(DATA TO EXAMINE begins)

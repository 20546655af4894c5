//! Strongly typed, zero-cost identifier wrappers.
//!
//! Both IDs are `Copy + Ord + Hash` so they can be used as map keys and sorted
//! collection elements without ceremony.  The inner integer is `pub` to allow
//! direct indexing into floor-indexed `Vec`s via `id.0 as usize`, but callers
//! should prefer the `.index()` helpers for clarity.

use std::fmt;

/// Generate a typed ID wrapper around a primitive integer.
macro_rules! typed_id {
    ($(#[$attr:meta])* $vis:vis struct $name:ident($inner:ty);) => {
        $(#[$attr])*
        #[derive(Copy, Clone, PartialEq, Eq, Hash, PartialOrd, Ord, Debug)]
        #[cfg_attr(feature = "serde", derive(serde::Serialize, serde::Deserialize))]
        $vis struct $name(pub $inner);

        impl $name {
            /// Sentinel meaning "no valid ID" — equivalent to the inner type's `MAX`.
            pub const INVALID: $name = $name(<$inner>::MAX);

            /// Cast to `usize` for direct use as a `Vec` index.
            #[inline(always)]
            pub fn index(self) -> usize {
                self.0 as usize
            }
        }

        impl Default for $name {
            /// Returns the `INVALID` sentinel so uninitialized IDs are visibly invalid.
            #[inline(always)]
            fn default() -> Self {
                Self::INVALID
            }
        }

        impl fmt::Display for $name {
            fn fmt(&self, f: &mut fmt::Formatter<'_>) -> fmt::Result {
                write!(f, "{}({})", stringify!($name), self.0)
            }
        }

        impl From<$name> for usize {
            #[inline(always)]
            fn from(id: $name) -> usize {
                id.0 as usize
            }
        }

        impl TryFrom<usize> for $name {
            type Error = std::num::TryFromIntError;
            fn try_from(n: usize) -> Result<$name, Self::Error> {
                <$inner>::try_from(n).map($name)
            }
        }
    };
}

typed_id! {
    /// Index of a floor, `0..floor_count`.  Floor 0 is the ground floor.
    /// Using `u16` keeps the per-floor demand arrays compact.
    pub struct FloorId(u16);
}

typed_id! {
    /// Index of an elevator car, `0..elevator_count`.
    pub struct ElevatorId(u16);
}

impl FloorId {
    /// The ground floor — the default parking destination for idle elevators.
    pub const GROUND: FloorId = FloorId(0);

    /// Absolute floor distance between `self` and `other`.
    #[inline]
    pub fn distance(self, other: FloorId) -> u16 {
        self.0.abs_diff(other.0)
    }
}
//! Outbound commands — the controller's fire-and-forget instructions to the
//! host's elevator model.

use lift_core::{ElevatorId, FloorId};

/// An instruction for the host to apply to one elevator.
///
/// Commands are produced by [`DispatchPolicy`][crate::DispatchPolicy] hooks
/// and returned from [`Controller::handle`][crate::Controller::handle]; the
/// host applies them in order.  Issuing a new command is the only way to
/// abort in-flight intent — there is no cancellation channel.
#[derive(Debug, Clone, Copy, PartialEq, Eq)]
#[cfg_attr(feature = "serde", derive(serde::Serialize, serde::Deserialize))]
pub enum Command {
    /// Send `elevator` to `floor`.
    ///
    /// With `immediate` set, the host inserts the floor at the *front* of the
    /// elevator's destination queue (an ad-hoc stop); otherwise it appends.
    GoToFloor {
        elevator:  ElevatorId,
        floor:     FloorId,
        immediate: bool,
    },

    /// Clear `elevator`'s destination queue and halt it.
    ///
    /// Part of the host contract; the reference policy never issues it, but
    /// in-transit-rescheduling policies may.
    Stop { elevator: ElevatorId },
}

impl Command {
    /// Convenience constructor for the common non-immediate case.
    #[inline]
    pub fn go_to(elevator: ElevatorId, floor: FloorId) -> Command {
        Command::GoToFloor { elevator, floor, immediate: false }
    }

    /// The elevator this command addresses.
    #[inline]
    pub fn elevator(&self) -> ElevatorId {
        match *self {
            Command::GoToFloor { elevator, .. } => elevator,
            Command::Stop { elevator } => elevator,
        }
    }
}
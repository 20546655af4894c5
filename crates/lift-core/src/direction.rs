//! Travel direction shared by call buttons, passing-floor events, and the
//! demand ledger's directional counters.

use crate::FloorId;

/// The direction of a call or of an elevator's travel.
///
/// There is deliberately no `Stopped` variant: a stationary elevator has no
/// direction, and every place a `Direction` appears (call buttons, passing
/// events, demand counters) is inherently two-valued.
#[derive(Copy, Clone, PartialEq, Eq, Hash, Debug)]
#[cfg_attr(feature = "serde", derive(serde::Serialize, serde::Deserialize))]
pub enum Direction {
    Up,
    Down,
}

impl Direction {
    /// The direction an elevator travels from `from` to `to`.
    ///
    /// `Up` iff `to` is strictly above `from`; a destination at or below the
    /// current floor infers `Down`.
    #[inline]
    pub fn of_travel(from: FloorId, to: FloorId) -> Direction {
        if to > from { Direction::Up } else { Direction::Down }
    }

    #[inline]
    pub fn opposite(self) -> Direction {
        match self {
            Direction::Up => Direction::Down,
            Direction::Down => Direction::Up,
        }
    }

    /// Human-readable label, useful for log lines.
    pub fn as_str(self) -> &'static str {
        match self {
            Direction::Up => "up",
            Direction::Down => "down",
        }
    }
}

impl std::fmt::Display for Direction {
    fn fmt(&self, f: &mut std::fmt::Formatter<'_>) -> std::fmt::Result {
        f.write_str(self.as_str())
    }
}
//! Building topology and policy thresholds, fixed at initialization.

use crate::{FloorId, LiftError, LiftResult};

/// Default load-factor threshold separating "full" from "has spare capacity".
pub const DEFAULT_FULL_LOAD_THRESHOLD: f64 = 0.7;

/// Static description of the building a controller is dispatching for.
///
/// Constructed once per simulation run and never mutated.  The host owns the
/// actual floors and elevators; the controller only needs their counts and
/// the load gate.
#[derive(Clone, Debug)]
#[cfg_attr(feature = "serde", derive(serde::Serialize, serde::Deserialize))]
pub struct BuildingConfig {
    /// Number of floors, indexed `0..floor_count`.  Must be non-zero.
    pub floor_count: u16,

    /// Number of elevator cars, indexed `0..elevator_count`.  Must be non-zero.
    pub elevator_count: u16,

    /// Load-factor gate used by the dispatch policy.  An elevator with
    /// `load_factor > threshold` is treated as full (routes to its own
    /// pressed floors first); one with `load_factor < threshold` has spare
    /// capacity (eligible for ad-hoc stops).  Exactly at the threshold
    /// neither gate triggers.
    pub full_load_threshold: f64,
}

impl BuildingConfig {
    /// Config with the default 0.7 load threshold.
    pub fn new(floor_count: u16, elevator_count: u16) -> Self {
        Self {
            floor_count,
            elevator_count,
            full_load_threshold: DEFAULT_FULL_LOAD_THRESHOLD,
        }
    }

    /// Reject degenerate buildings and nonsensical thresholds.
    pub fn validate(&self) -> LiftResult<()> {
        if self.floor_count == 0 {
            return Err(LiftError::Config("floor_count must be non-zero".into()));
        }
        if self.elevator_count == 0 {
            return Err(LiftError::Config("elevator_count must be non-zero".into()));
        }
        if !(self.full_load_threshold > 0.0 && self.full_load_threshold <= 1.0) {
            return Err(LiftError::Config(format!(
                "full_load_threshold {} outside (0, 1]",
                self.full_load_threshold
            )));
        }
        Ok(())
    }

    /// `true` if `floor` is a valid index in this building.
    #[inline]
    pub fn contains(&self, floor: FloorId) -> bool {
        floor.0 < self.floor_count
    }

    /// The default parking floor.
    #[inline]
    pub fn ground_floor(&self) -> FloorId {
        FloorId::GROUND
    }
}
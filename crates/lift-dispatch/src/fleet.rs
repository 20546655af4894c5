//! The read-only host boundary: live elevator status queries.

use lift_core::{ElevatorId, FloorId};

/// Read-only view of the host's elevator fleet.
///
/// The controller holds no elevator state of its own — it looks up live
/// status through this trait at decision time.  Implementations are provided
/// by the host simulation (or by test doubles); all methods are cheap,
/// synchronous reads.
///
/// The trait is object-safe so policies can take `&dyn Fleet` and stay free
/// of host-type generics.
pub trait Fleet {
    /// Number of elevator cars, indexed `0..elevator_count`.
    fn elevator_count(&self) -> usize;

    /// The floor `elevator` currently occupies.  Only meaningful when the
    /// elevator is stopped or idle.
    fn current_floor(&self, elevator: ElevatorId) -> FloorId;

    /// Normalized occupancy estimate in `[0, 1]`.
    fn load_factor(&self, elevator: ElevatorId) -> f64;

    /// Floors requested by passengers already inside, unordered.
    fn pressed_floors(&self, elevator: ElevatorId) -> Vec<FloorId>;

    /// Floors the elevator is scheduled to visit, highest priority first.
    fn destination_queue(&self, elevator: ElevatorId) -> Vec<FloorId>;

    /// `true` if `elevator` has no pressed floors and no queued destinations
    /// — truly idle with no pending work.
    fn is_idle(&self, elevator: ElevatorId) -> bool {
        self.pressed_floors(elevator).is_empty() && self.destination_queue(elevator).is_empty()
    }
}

(DATA TO EXAMINE ends)

TASK GOAL: Word for word, repeat the data from its first line through the line with "for direct use", including both of those lines and no others.

SOLVED PROBLEM:
repository 20546655af4894c5
//! Strongly typed, zero-cost identifier wrappers.
//!
//! Both IDs are `Copy + Ord + Hash` so they can be used as map keys and sorted
//! collection elements without ceremony.  The inner integer is `pub` to allow
//! direct indexing into floor-indexed `Vec`s via `id.0 as usize`, but callers
//! should prefer the `.index()` helpers for clarity.

use std::fmt;

/// Generate a typed ID wrapper around a primitive integer.
macro_rules! typed_id {
    ($(#[$attr:meta])* $vis:vis struct $name:ident($inner:ty);) => {
        $(#[$attr])*
        #[derive(Copy, Clone, PartialEq, Eq, Hash, PartialOrd, Ord, Debug)]
        #[cfg_attr(feature = "serde", derive(serde::Serialize, serde::Deserialize))]
        $vis struct $name(pub $inner);

        impl $name {
            /// Sentinel meaning "no valid ID" — equivalent to the inner type's `MAX`.
            pub const INVALID: $name = $name(<$inner>::MAX);

            /// Cast to `usize` for direct use as a `Vec` index.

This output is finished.